→ **DESCRIPTION OF THE TASK**: Within the data that follows, set down exactly the lines from the one containing "if account <" through the one containing "let game = handler.game();", both ends included.

→ **INFORMATION SHOWN**:

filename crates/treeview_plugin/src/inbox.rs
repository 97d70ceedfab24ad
//! Cross-thread tree injection.
//!
//! Producers (a partitioner thread, a network listener) hand finished
//! trees to the renderer through an unbounded channel instead of a
//! shared mutable slot. The renderer drains the channel once per frame
//! and keeps only the newest tree, so a replacement submitted between
//! two frames is visible in the very next frame and intermediate
//! submissions are coalesced away.

use crossbeam_channel::{unbounded, Receiver, Sender};

use crate::tree::SpatialTree;

/// Producer endpoint: submit a new tree from any thread.
#[derive(Clone)]
pub struct TreeSender {
  tx: Sender<SpatialTree>,
}

impl TreeSender {
  /// Replace the current tree. Never blocks.
  ///
  /// Returns false if the render side has been dropped.
  pub fn send(&self, tree: SpatialTree) -> bool {
    self.tx.send(tree).is_ok()
  }
}

/// Renderer endpoint: drained once per frame.
pub struct TreeInbox {
  rx: Receiver<SpatialTree>,
}

impl TreeInbox {
  /// Drain all pending submissions and return only the newest.
  ///
  /// Returns None when nothing was submitted since the last drain.
  pub fn latest(&self) -> Option<SpatialTree> {
    self.rx.try_iter().last()
  }
}

/// Create a connected sender/inbox pair.
pub fn tree_channel() -> (TreeSender, TreeInbox) {
  let (tx, rx) = unbounded();
  (TreeSender { tx }, TreeInbox { rx })
}
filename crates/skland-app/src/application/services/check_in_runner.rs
use log::{error, info, warn};
use std::sync::Arc;
use std::time::Duration;

use skland_domain::account::{Credential, LoginToken};
use skland_domain::check_in::{CheckinHandler, SklandApi};
use skland_domain::game::{resolve_roles, Game};
use skland_domain::notification::{NotificationMessage, NotificationSender};
use skland_domain::report::RunReport;
use skland_domain::DomainError;
use skland_infrastructure::config::{AppConfig, TOKEN_ENV};

use super::handlers::handler_for;
use super::login::LoginService;

pub const RESULT_TITLE: &str = "森空岛每日签到结果";
pub const CONFIG_ERROR_TITLE: &str = "森空岛每日签到";

/// Runs every configured account through every game, one at a time
pub struct CheckInRunner {
    api: Arc<dyn SklandApi>,
    notifier: Arc<dyn NotificationSender>,
    tokens: Vec<LoginToken>,
    account_interval: Duration,
    handlers: Vec<Box<dyn CheckinHandler>>,
}

impl CheckInRunner {
    pub fn new(
        config: &AppConfig,
        api: Arc<dyn SklandApi>,
        notifier: Arc<dyn NotificationSender>,
    ) -> Self {
        let handlers = Game::ALL
            .into_iter()
            .map(|game| handler_for(game, api.clone()))
            .collect();

        Self {
            api,
            notifier,
            tokens: config.tokens.clone(),
            account_interval: config.timeouts.account_interval,
            handlers,
        }
    }

    pub async fn run(&self) -> RunReport {
        let mut report = RunReport::new();

        if self.tokens.is_empty() {
            let err = DomainError::Config(format!("未配置 {} 环境变量", TOKEN_ENV));
            error!("{}", err.format_with_code());
            report.push(format!("错误：{}", err.message()));
            self.notify(CONFIG_ERROR_TITLE, &report).await;
            return report;
        }

        info!("Starting check-in for {} account(s)", self.tokens.len());
        let login = LoginService::new(self.api.clone());

        for (index, token) in self.tokens.iter().enumerate() {
            let account = index + 1;
            push_line(&mut report, format!("===== 正在签到 账号[{}] =====", account));

            match login.login(token).await {
                Ok(credential) => self.check_in_account(&credential, &mut report).await,
                Err(e) => {
                    warn!("Account {} login failed: {}", account, e.format_with_code());
                    push_line(
                        &mut report,
                        format!("[账号{}] 签到失败：{}", account, e.message()),
                    );
                }
            }

            push_line(&mut report, format!("===== 账号[{}] 签到完成 =====\n", account));

            if account < self.tokens.len() && !self.account_interval.is_zero() {
                tokio::time::sleep(self.account_interval).await;
            }
        }

        if !report.is_empty() {
            self.notify(RESULT_TITLE, &report).await;
        }
        report
    }

    async fn check_in_account(&self, credential: &Credential, report: &mut RunReport) {
        for handler in &self.handlers {
            let game = handler.game();

            let roles = match self.api.bindings(credential).await {
                Ok(groups) => resolve_roles(game, groups),
                Err(e) => {
                    warn!("Fetching {} roles failed: {}", game, e.format_with_code());
                    push_line(report, format!("[{}] 签到失败：{}", game.name(), e.message()));
                    continue;
                }
            };
            if roles.is_empty() {
                info!("No {} roles bound", game);
                continue;
            }

            for role in &roles {
                match handler.handle(credential, role).await {
                    Ok(line) => push_line(report, line),
                    Err(e) => {
                        warn!("{} role check-in failed: {}", game, e.format_with_code());
                        push_line(
                            report,
                            format!("[{}] 角色签到失败：{}", game.name(), e.message()),
                        );
                    }
                }
            }
        }
    }

    async fn notify(&self, title: &str, report: &RunReport) {
        let message = NotificationMessage::new(title, report.render());
        if let Err(e) = self.notifier.send(&message).await {
            error!("Failed to deliver notification: {}", e.format_with_code());
        }
    }
}

fn push_line(report: &mut RunReport, line: String) {
    info!("{}", line);
    report.push(line);
}
mod sender;

pub use sender::{NotificationMessage, NotificationSender};
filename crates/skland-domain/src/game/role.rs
use serde::{Deserialize, Deserializer, Serialize};
use serde_json::Value;

use super::Game;
use crate::shared::DomainError;

pub const UNKNOWN_ROLE: &str = "未知角色";
pub const UNKNOWN_CHANNEL: &str = "未知渠道";

/// One entry of the binding endpoint's `data.list`
#[derive(Debug, Clone, Default, Serialize, Deserialize)]
#[serde(rename_all = "camelCase")]
pub struct BindingGroup {
    #[serde(default)]
    pub app_code: Option<String>,
    #[serde(default)]
    pub binding_list: Vec<Value>,
}

/// Arknights binding: a flat record
#[derive(Debug, Clone, Default, PartialEq, Eq, Deserialize)]
#[serde(rename_all = "camelCase")]
pub struct ArknightsRole {
    #[serde(default, deserialize_with = "lenient_string")]
    pub nick_name: Option<String>,
    #[serde(default, deserialize_with = "lenient_string")]
    pub channel_name: Option<String>,
    #[serde(default, deserialize_with = "lenient_string")]
    pub uid: Option<String>,
    #[serde(default, deserialize_with = "lenient_string")]
    pub channel_master_id: Option<String>,
}

/// Endfield binding: the playable character sits under `defaultRole`
#[derive(Debug, Clone, Default, PartialEq, Eq, Deserialize)]
#[serde(rename_all = "camelCase")]
pub struct EndfieldRole {
    #[serde(default)]
    pub default_role: Option<EndfieldDefaultRole>,
    #[serde(default, deserialize_with = "lenient_string")]
    pub channel_name: Option<String>,
    #[serde(default, deserialize_with = "lenient_string")]
    pub uid: Option<String>,
}

#[derive(Debug, Clone, Default, PartialEq, Eq, Deserialize)]
#[serde(rename_all = "camelCase")]
pub struct EndfieldDefaultRole {
    #[serde(default, deserialize_with = "lenient_string")]
    pub nickname: Option<String>,
    #[serde(default, deserialize_with = "lenient_string")]
    pub role_id: Option<String>,
    #[serde(default, deserialize_with = "lenient_string")]
    pub server_id: Option<String>,
}

impl EndfieldRole {
    /// `(role_id, server_id)` when both are present and non-empty
    pub fn attendance_target(&self) -> Option<(&str, &str)> {
        let default_role = self.default_role.as_ref()?;
        let role_id = default_role.role_id.as_deref().filter(|s| !s.is_empty())?;
        let server_id = default_role.server_id.as_deref().filter(|s| !s.is_empty())?;
        Some((role_id, server_id))
    }
}

/// A bound in-game character, shaped per game
#[derive(Debug, Clone, PartialEq, Eq)]
pub enum Role {
    Arknights(ArknightsRole),
    Endfield(EndfieldRole),
}

impl Role {
    /// Decode one raw binding using the shape of `game`
    pub fn from_binding(game: Game, binding: Value) -> Result<Self, DomainError> {
        let role = match game {
            Game::Arknights => serde_json::from_value(binding).map(Role::Arknights),
            Game::Endfield => serde_json::from_value(binding).map(Role::Endfield),
        };
        role.map_err(|e| DomainError::Deserialization(format!("{} binding: {}", game, e)))
    }

    pub fn game(&self) -> Game {
        match self {
            Role::Arknights(_) => Game::Arknights,
            Role::Endfield(_) => Game::Endfield,
        }
    }

    pub fn display_name(&self) -> &str {
        let name = match self {
            Role::Arknights(role) => role.nick_name.as_deref(),
            Role::Endfield(role) => role
                .default_role
                .as_ref()
                .and_then(|d| d.nickname.as_deref()),
        };
        name.unwrap_or(UNKNOWN_ROLE)
    }

    pub fn channel(&self) -> &str {
        let channel = match self {
            Role::Arknights(role) => role.channel_name.as_deref(),
            Role::Endfield(role) => role.channel_name.as_deref(),
        };
        channel.unwrap_or(UNKNOWN_CHANNEL)
    }
}

/// Select the roles bound for `game`, flattened in server order.
///
/// Bindings that do not decode into the game's shape are skipped.
pub fn resolve_roles(game: Game, groups: Vec<BindingGroup>) -> Vec<Role> {
    groups
        .into_iter()
        .filter(|group| group.app_code.as_deref() == Some(game.app_code()))
        .flat_map(|group| group.binding_list)
        .filter_map(|binding| match Role::from_binding(game, binding) {
            Ok(role) => Some(role),
            Err(e) => {
                log::warn!("Skipping undecodable binding: {}", e);
                None
            }
        })
        .collect()
}

/// Accepts strings and numbers, treats `null` as absent
fn lenient_string<'de, D>(deserializer: D) -> Result<Option<String>, D::Error>
where
    D: Deserializer<'de>,
{
    let value = Option::<Value>::deserialize(deserializer)?;
    Ok(match value {
        Some(Value::String(s)) => Some(s),
        Some(Value::Number(n)) => Some(n.to_string()),
        Some(Value::Bool(b)) => Some(b.to_string()),
        _ => None,
    })
}
mod sender;

use reqwest::Client;
use serde::Deserialize;
use serde_json::json;

use skland_domain::notification::NotificationMessage;

const FEISHU_HOOK_BASE: &str = "https://open.feishu.cn/open-apis/bot/v2/hook";

/// Feishu custom bot, addressed by its webhook key
pub struct FeishuWebhookSender {
    webhook_key: String,
    client: Client,
}

/// Reply body of the bot webhook, `{"code":0,"msg":"success"}` on success
#[derive(Debug, Deserialize)]
struct FeishuReply {
    #[serde(default)]
    code: Option<i64>,
    #[serde(default)]
    msg: Option<String>,
}

impl FeishuReply {
    fn into_result(self) -> Result<(), String> {
        match self.code {
            None | Some(0) => Ok(()),
            Some(code) => Err(format!(
                "飞书返回错误 {}：{}",
                code,
                self.msg.unwrap_or_default()
            )),
        }
    }
}

impl FeishuWebhookSender {
    pub fn new(webhook_key: String) -> Self {
        Self {
            webhook_key,
            client: Client::new(),
        }
    }

    fn webhook_url(&self) -> String {
        format!("{}/{}", FEISHU_HOOK_BASE, self.webhook_key)
    }
}

/// The report is line-oriented, so it goes out as a plain `text` message
fn text_payload(message: &NotificationMessage) -> serde_json::Value {
    json!({
        "msg_type": "text",
        "content": { "text": format!("{}\n\n{}", message.title, message.content) }
    })
}
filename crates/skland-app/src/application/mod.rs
pub mod services;
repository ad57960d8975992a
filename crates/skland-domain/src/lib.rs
// Domain layer - Pure check-in logic
// No dependencies on infrastructure or presentation layers

pub mod account;
pub mod check_in;
pub mod game;
pub mod notification;
pub mod report;
pub mod shared;

// Re-exports for convenience
pub use shared::{DomainError, ErrorCode, ErrorSeverity};
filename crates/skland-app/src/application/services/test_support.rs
use async_trait::async_trait;
use mockall::mock;

use skland_domain::account::{Credential, GrantCode};
use skland_domain::check_in::{AttendanceRequest, AttendanceResponse, SklandApi};
use skland_domain::game::{BindingGroup, Game};
use skland_domain::DomainError;

mock! {
    pub Api {}

    #[async_trait]
    impl SklandApi for Api {
        async fn grant_code(&self, token: &str) -> Result<GrantCode, DomainError>;
        async fn credential(&self, grant_code: &GrantCode) -> Result<Credential, DomainError>;
        async fn bindings(&self, credential: &Credential) -> Result<Vec<BindingGroup>, DomainError>;
        async fn attendance(
            &self,
            credential: &Credential,
            game: Game,
            request: &AttendanceRequest,
        ) -> Result<AttendanceResponse, DomainError>;
    }
}
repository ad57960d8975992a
pub mod application;
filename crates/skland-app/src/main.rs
use anyhow::Context;
use clap::Parser;
use std::sync::Arc;

use skland_app::application::services::CheckInRunner;
use skland_domain::check_in::SklandApi;
use skland_domain::notification::NotificationSender;
use skland_infrastructure::config::AppConfig;
use skland_infrastructure::http::HttpClient;
use skland_infrastructure::logging;
use skland_infrastructure::notification::{create_senders, NotificationDispatcher};

#[derive(Parser, Debug)]
#[command(name = "skland-checkin", about = "Daily Skland check-in for Arknights and Endfield")]
struct CliArgs {
    /// Send a test message through every configured channel and exit
    #[arg(long)]
    test_notify: bool,
}

#[tokio::main]
async fn main() -> anyhow::Result<()> {
    let args = CliArgs::parse();
    let config = AppConfig::from_env();

    if let Err(e) = logging::init_logger(config.log_dir.as_deref()) {
        eprintln!("Failed to initialize logger: {:#}", e);
    }
    if let Some(path) = &config.env_file {
        tracing::debug!("Loaded environment from {}", path.display());
    }

    let dispatcher =
        NotificationDispatcher::new(config.notify.enabled, create_senders(&config.notify));

    if args.test_notify {
        dispatcher
            .test()
            .await
            .context("Notification channel test failed")?;
        tracing::info!("Every notification channel accepted the test message");
        return Ok(());
    }

    let api: Arc<dyn SklandApi> = Arc::new(
        HttpClient::new(&config.timeouts).context("Failed to build HTTP client")?,
    );
    let notifier: Arc<dyn NotificationSender> = Arc::new(dispatcher);

    let report = CheckInRunner::new(&config, api, notifier).run().await;
    tracing::info!(lines = report.lines().len(), "Check-in run finished");

    Ok(())
}
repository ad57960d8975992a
pub mod client;
pub mod signing;

pub use client::{HttpClient, RetryConfig};
pub use signing::{SignHeader, Signature, Signer};
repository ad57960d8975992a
use async_trait::async_trait;

use crate::shared::DomainError;

/// Notification message to be sent
#[derive(Debug, Clone, PartialEq, Eq)]
pub struct NotificationMessage {
    /// Message title
    pub title: String,
    /// Message content/body
    pub content: String,
}

impl NotificationMessage {
    pub fn new(title: impl Into<String>, content: impl Into<String>) -> Self {
        Self {
            title: title.into(),
            content: content.into(),
        }
    }

    pub fn with_content(mut self, content: impl Into<String>) -> Self {
        self.content = content.into();
        self
    }
}

/// Notification sender trait (Strategy pattern)
/// Each notification channel type implements this trait
#[async_trait]
pub trait NotificationSender: Send + Sync {
    /// Send a notification message
    async fn send(&self, message: &NotificationMessage) -> Result<(), DomainError>;

    /// Test the notification channel connectivity
    async fn test(&self) -> Result<(), DomainError>;
}
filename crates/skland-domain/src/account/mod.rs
mod credential;
mod token;

pub use credential::{Credential, GrantCode};
pub use token::LoginToken;
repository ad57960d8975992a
use reqwest::StatusCode;
use serde::Deserialize;

use skland_domain::game::BindingGroup;

pub const USER_AGENT: &str =
    "Skland/1.0.1 (com.hypergryph.skland; build:100001014; Android 31; ) Okhttp/4.11.0";

pub const SKLAND_API_BASE: &str = "https://zonai.skland.com";
pub const GRANT_CODE_URL: &str = "https://as.hypergryph.com/user/oauth2/v2/grant";
pub const CRED_CODE_PATH: &str = "/api/v1/user/auth/generate_cred_by_code";
pub const BINDING_PATH: &str = "/api/v1/game/player/binding";

/// `appCode` of the Skland app at the Hypergryph OAuth endpoint
pub const SKLAND_APP_CODE: &str = "4ca99fa6b56cc2ba";

/// Server errors the transport retries
pub const RETRY_STATUS_CODES: [u16; 4] = [500, 502, 503, 504];

/// HTTP retry configuration
#[derive(Debug, Clone)]
pub struct RetryConfig {
    /// Maximum number of retry attempts (default: 3)
    pub max_retries: u32,
    /// Initial backoff duration in milliseconds (default: 1000ms)
    pub initial_backoff_ms: u64,
    /// Maximum backoff duration in milliseconds (default: 10000ms)
    pub max_backoff_ms: u64,
    /// Backoff multiplier (default: 2.0 for exponential backoff)
    pub backoff_multiplier: f64,
}

impl Default for RetryConfig {
    fn default() -> Self {
        Self {
            max_retries: 3,
            initial_backoff_ms: 1000,
            max_backoff_ms: 10000,
            backoff_multiplier: 2.0,
        }
    }
}

/// Response status listed in [`RETRY_STATUS_CODES`]
#[derive(Debug, thiserror::Error)]
#[error("server returned HTTP {0}")]
pub(super) struct RetryableStatus(pub StatusCode);

/// `POST /user/oauth2/v2/grant`
#[derive(Debug, Deserialize)]
pub(super) struct GrantResponse {
    pub status: i64,
    #[serde(default)]
    pub msg: Option<String>,
    #[serde(default)]
    pub data: Option<GrantData>,
}

#[derive(Debug, Deserialize)]
pub(super) struct GrantData {
    pub code: String,
}

/// Envelope shared by the zonai endpoints
#[derive(Debug, Deserialize)]
pub(super) struct ApiResponse<T> {
    pub code: i64,
    #[serde(default)]
    pub message: Option<String>,
    pub data: Option<T>,
}

#[derive(Debug, Deserialize)]
pub(super) struct CredData {
    pub cred: String,
    pub token: String,
}

#[derive(Debug, Deserialize)]
pub(super) struct BindingData {
    #[serde(default)]
    pub list: Vec<BindingGroup>,
}

/// Path and raw query of `url`, the parts covered by the signature
pub(super) fn path_and_query(url: &str) -> anyhow::Result<(String, String)> {
    let parsed = url::Url::parse(url)?;
    Ok((
        parsed.path().to_string(),
        parsed.query().unwrap_or("").to_string(),
    ))
}

pub(super) fn api_url(path: &str) -> String {
    format!("{}{}", SKLAND_API_BASE, path)
}

/// First `max` characters of a response body for error messages
pub(super) fn truncate(text: &str, max: usize) -> &str {
    match text.char_indices().nth(max) {
        Some((idx, _)) => &text[..idx],
        None => text,
    }
}

#[cfg(test)]
mod tests {
    use super::*;

    #[test]
    fn test_path_and_query() {
        assert_eq!(
            path_and_query("https://zonai.skland.com/api/v1/game/player/binding").unwrap(),
            ("/api/v1/game/player/binding".to_string(), String::new())
        );
        assert_eq!(
            path_and_query("https://example.com/a/b?x=1&y=2").unwrap(),
            ("/a/b".to_string(), "x=1&y=2".to_string())
        );
    }

    #[test]
    fn test_truncate_respects_char_boundaries() {
        assert_eq!(truncate("签到失败了", 2), "签到");
        assert_eq!(truncate("short", 100), "short");
    }

    #[test]
    fn test_envelopes_tolerate_missing_fields() {
        let grant: GrantResponse = serde_json::from_str(r#"{"status":1,"msg":"bad"}"#).unwrap();
        assert_eq!(grant.status, 1);
        assert!(grant.data.is_none());

        let cred: ApiResponse<CredData> = serde_json::from_str(r#"{"code":0}"#).unwrap();
        assert!(cred.data.is_none());

        let bindings: ApiResponse<BindingData> = serde_json::from_str(
            r#"{"code":0,"message":"OK","data":{"list":[{"appCode":"arknights","bindingList":[]}]}}"#,
        )
        .unwrap();
        assert_eq!(bindings.data.unwrap().list.len(), 1);
    }
}
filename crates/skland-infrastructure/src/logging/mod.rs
//! Logging setup.
//!
//! - Human-readable stdout output, filtered by `RUST_LOG`
//! - Optional one-line JSON log file, rotated daily
//!
//! Library code logs through the `log` facade; `LogTracer` forwards those
//! records into `tracing`.

use log::LevelFilter;
use std::path::Path;
use std::sync::OnceLock;
use tracing_appender::{non_blocking::WorkerGuard, rolling};
use tracing_log::LogTracer;
use tracing_subscriber::{fmt, layer::SubscriberExt, EnvFilter, Layer, Registry};

static LOGGER_READY: OnceLock<()> = OnceLock::new();
static FILE_GUARD: OnceLock<WorkerGuard> = OnceLock::new();

const LOG_FILE_NAME: &str = "skland-checkin.log";
const DEFAULT_FILTER: &str = "info,skland=debug";

/// Initialize the logging system
///
/// Always writes to stdout; with `log_dir` also writes JSON to
/// `<log_dir>/skland-checkin.log.<date>`.
pub fn init_logger(log_dir: Option<&Path>) -> anyhow::Result<()> {
    if LOGGER_READY.get().is_some() {
        return Ok(());
    }

    // Forward `log` records to tracing
    let _ = LogTracer::builder()
        .with_max_level(LevelFilter::Trace)
        .init();

    let stdout_layer = fmt::layer()
        .with_target(true)
        .with_ansi(true)
        .with_timer(fmt::time::ChronoLocal::new("%Y-%m-%d %H:%M:%S%.3f".to_string()))
        .with_filter(default_filter());

    let file_layer = match log_dir {
        Some(dir) => {
            std::fs::create_dir_all(dir)?;

            let file_appender = rolling::daily(dir, LOG_FILE_NAME);
            let (non_blocking, guard) = tracing_appender::non_blocking(file_appender);
            let _ = FILE_GUARD.set(guard);

            Some(
                fmt::layer()
                    .with_writer(non_blocking)
                    .json()
                    .with_current_span(false)
                    .with_span_list(false)
                    .with_file(true)
                    .with_line_number(true)
                    .with_target(true)
                    .with_timer(fmt::time::ChronoLocal::new(
                        "%Y-%m-%dT%H:%M:%S%.3f%:z".to_string(), // ISO 8601 with offset and millis
                    ))
                    .with_filter(default_filter()),
            )
        }
        None => None,
    };

    let subscriber = Registry::default().with(stdout_layer).with(file_layer);

    tracing::subscriber::set_global_default(subscriber)
        .map_err(|e| anyhow::anyhow!("Failed to set global subscriber: {}", e))?;

    let _ = LOGGER_READY.set(());

    tracing::debug!(
        target: "skland::logging",
        log_dir = ?log_dir.map(|d| d.display().to_string()),
        version = env!("CARGO_PKG_VERSION"),
        "Logger initialized"
    );

    Ok(())
}

/// `RUST_LOG` if set and valid, otherwise [`DEFAULT_FILTER`]
fn default_filter() -> EnvFilter {
    EnvFilter::try_from_default_env()
        .or_else(|_| EnvFilter::try_new(DEFAULT_FILTER))
        .unwrap_or_else(|_| EnvFilter::new("info"))
}
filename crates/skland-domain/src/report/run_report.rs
/// Ordered, append-only log of one run, flushed as a single notification
#[derive(Debug, Clone, Default, PartialEq, Eq)]
pub struct RunReport {
    lines: Vec<String>,
}

impl RunReport {
    pub fn new() -> Self {
        Self::default()
    }

    pub fn push(&mut self, line: impl Into<String>) {
        self.lines.push(line.into());
    }

    pub fn lines(&self) -> &[String] {
        &self.lines
    }

    pub fn is_empty(&self) -> bool {
        self.lines.is_empty()
    }

    pub fn contains(&self, needle: &str) -> bool {
        self.lines.iter().any(|line| line.contains(needle))
    }

    /// Every line terminated by a newline
    pub fn render(&self) -> String {
        self.lines.iter().fold(String::new(), |mut out, line| {
            out.push_str(line);
            out.push('\n');
            out
        })
    }
}
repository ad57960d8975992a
use async_trait::async_trait;

use crate::account::Credential;
use crate::game::{Game, Role};
use crate::shared::DomainError;

/// Per-game check-in strategy
#[async_trait]
pub trait CheckinHandler: Send + Sync {
    /// Game this handler checks in for
    fn game(&self) -> Game;

    /// Check in one role and return its formatted report line
    async fn handle(&self, credential: &Credential, role: &Role) -> Result<String, DomainError>;
}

→ **EXPECTED ANSWER**:
            if account < self.tokens.len() && !self.account_interval.is_zero() {
                tokio::time::sleep(self.account_interval).await;
            }
        }

        if !report.is_empty() {
            self.notify(RESULT_TITLE, &report).await;
        }
        report
    }

    async fn check_in_account(&self, credential: &Credential, report: &mut RunReport) {
        for handler in &self.handlers {
            let game = handler.game();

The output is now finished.